Amphetamine Abuse Induced Disorders: Sexual Health
Amphetamine abuse is a serious problem in the United States and around the world. According to the National Institute of Health, about 4.7% of everyone 12 years of age or older has used methamphetamines at some point in their lifetimes, and 5.5% of those 26 years of age or older have used methamphetamine at some point in their lives. Among those ages 18 to 25, around .9% have used them within the past year. When one adds abuse of prescription amphetamine drugs (which are primarily used as ADD medications), these numbers increase even more.
One of the biggest problems associated with amphetamine drugs are the frequent and sometimes severe side-effects and disorders that can arise from their use. Everything from memory loss and insomnia to hallucinations, violent behavior, and even organ and neurological damage have been linked to amphetamine use and abuse. One aspect of side-effects that has garnered particular attention in recent years are the dangerous sexual side effects and disorders that can result from amphetamine abuse.
Amphetamine-Induced Sexual Dysfunction
There are a significant number of amphetamine users who consider the drug a sexual stimulant, or “aphrodisiac”. However, while it is true that amphetamines can increase sexual desire, they also cause significant sexual issues, including sexual dysfunction. This is due to a number of factors, however the two most prominent reasons for sexual dysfunction in amphetamine users is the reduced blood flow to sexual organs, as well as damage to the function of neurotransmitters in the individual’s brain and nervous system.
Sexual dysfunction can be either short or long-term, depending on a number of factors which include the severity and duration of abuse, the individual’s personal chemistry, and other lifestyle considerations such as nutrition.
Signs and Symptoms of Amphetamine-induced Sexual Disorders
The most obvious symptoms of amphetamine-induced sexual disorders come from the fact that the individual is either unwilling or unable to perform sexual acts in a way they typically would. The symptoms are often similar to those found in depressed individuals, and in fact depression and amphetamine abuse are often found together.
In the long-term an untreated amphetamine addiction can cause more severe problems, including a complete lack of sexual desire, shrinking or damage to the sexual organs, and an inability to reproduce safely, if at all.
The potential severity of sexual disorders related to amphetamine abuse make treatment particularly important.

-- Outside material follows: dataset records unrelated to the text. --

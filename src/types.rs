use base64::Engine;
use base64::engine::general_purpose::STANDARD;
use serde::{Deserialize, Serialize};
use std::collections::BTreeMap;

use crate::error::Error;

// =============================================================================
// Binary attachment types
// =============================================================================

/// Attachment set of one workflow item, keyed by binary property name.
pub type BinaryMap = BTreeMap<String, BinaryData>;

pub const DEFAULT_MIME_TYPE: &str = "application/octet-stream";

#[derive(Debug, Clone, PartialEq, Eq, Serialize, Deserialize)]
#[serde(rename_all = "camelCase")]
pub struct BinaryData {
    /// Base64-encoded payload.
    pub data: String,
    #[serde(default, skip_serializing_if = "Option::is_none")]
    pub file_name: Option<String>,
    #[serde(default, skip_serializing_if = "Option::is_none")]
    pub mime_type: Option<String>,
    #[serde(default, skip_serializing_if = "Option::is_none")]
    pub file_extension: Option<String>,
}

impl BinaryData {
    pub fn from_bytes(bytes: &[u8], file_name: Option<&str>, mime_type: Option<&str>) -> Self {
        Self {
            data: STANDARD.encode(bytes),
            file_name: file_name.map(String::from),
            mime_type: mime_type.map(String::from),
            file_extension: file_name
                .and_then(|n| n.rsplit_once('.'))
                .map(|(_, ext)| ext.to_string()),
        }
    }

    pub fn bytes(&self) -> Result<Vec<u8>, Error> {
        STANDARD
            .decode(self.data.trim())
            .map_err(|e| Error::BadRequest(format!("invalid base64 binary data: {e}")))
    }

    /// Filename sent in the multipart part; falls back to the property key.
    pub fn upload_file_name<'a>(&'a self, key: &'a str) -> &'a str {
        match self.file_name.as_deref() {
            Some(name) if !name.is_empty() => name,
            _ => key,
        }
    }

    pub fn upload_mime_type(&self) -> &str {
        match self.mime_type.as_deref() {
            Some(mime) if !mime.is_empty() => mime,
            _ => DEFAULT_MIME_TYPE,
        }
    }
}

#[derive(Debug, Clone, Default, Serialize, Deserialize)]
pub struct WorkflowItem {
    #[serde(default)]
    pub json: serde_json::Value,
    #[serde(default, skip_serializing_if = "Option::is_none")]
    pub binary: Option<BinaryMap>,
}

// =============================================================================
// Node parameter types
// =============================================================================

#[derive(Debug, Clone, Copy, PartialEq, Eq, Serialize, Deserialize, Default)]
#[serde(rename_all = "camelCase")]
pub enum Authentication {
    #[default]
    None,
    Bearer,
    CustomHeader,
}

#[derive(Debug, Clone, Copy, PartialEq, Eq, Serialize, Deserialize, Default)]
#[serde(rename_all = "UPPERCASE")]
pub enum RequestMethod {
    #[default]
    Post,
    Put,
    Patch,
}

impl RequestMethod {
    pub fn as_reqwest(self) -> reqwest::Method {
        match self {
            RequestMethod::Post => reqwest::Method::POST,
            RequestMethod::Put => reqwest::Method::PUT,
            RequestMethod::Patch => reqwest::Method::PATCH,
        }
    }
}

#[derive(Debug, Clone, Default, PartialEq, Eq, Serialize, Deserialize)]
pub struct NameValue {
    #[serde(default)]
    pub name: String,
    #[serde(default)]
    pub value: String,
}

#[derive(Debug, Clone, Default, Serialize, Deserialize)]
#[serde(rename_all = "camelCase")]
pub struct UploadOptions {
    #[serde(default)]
    pub form_fields: Vec<NameValue>,
    #[serde(default)]
    pub headers: Vec<NameValue>,
    #[serde(default)]
    pub query_parameters: Vec<NameValue>,
    /// Milliseconds. Zero or absent leaves the client default in place.
    #[serde(default, skip_serializing_if = "Option::is_none")]
    pub timeout: Option<u64>,
    #[serde(default, rename = "ignoreSSL")]
    pub ignore_ssl: bool,
}

fn default_file_pattern() -> String {
    "*".into()
}

fn default_binary_property_name() -> String {
    "data".into()
}

#[derive(Debug, Clone, Serialize, Deserialize)]
#[serde(rename_all = "camelCase")]
pub struct UploadParameters {
    #[serde(default)]
    pub authentication: Authentication,
    #[serde(default)]
    pub request_method: RequestMethod,
    #[serde(default)]
    pub url: String,
    #[serde(default = "default_file_pattern")]
    pub file_pattern: String,
    #[serde(default = "default_binary_property_name")]
    pub binary_property_name: String,
    #[serde(default)]
    pub options: UploadOptions,
}

impl UploadParameters {
    pub fn new(url: &str) -> Self {
        Self {
            authentication: Authentication::None,
            request_method: RequestMethod::Post,
            url: url.into(),
            file_pattern: default_file_pattern(),
            binary_property_name: default_binary_property_name(),
            options: UploadOptions::default(),
        }
    }
}

// =============================================================================
// Output types
// =============================================================================

#[derive(Debug, Clone, PartialEq, Serialize, Deserialize)]
#[serde(rename_all = "camelCase")]
pub struct NodeOutput {
    pub json: serde_json::Value,
    pub paired_item: usize,
}

// =============================================================================
// App state
// =============================================================================

pub struct AppState {
    pub config: crate::config::Config,
}

// =============================================================================
// Tests
// =============================================================================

Getting Help for Amphetamine Addiction
While amphetamine addiction can cause a number of serious sexual disorders, the good news is that it can be treated under the proper supervision. Amphetamine recovery often requires active monitoring by a professionally-trained staff, particularly because the withdrawal symptoms can be severe and potentially life-threatening. In addition, the desire to use amphetamines during the withdrawal period are particularly powerful, and active monitoring and counseling by a professional medical staff can help ensure that the individual does not relapse into addiction.
According to Recovery.org, amphetamine addicts that have sexual disorders as a side-effect often find that those disorders diminish or disappear completely over time. The amount of time varies on how soon the individual gets medical attention, the quality of the treatment they receive, and the individual’s willingness to stick to the recovery plan.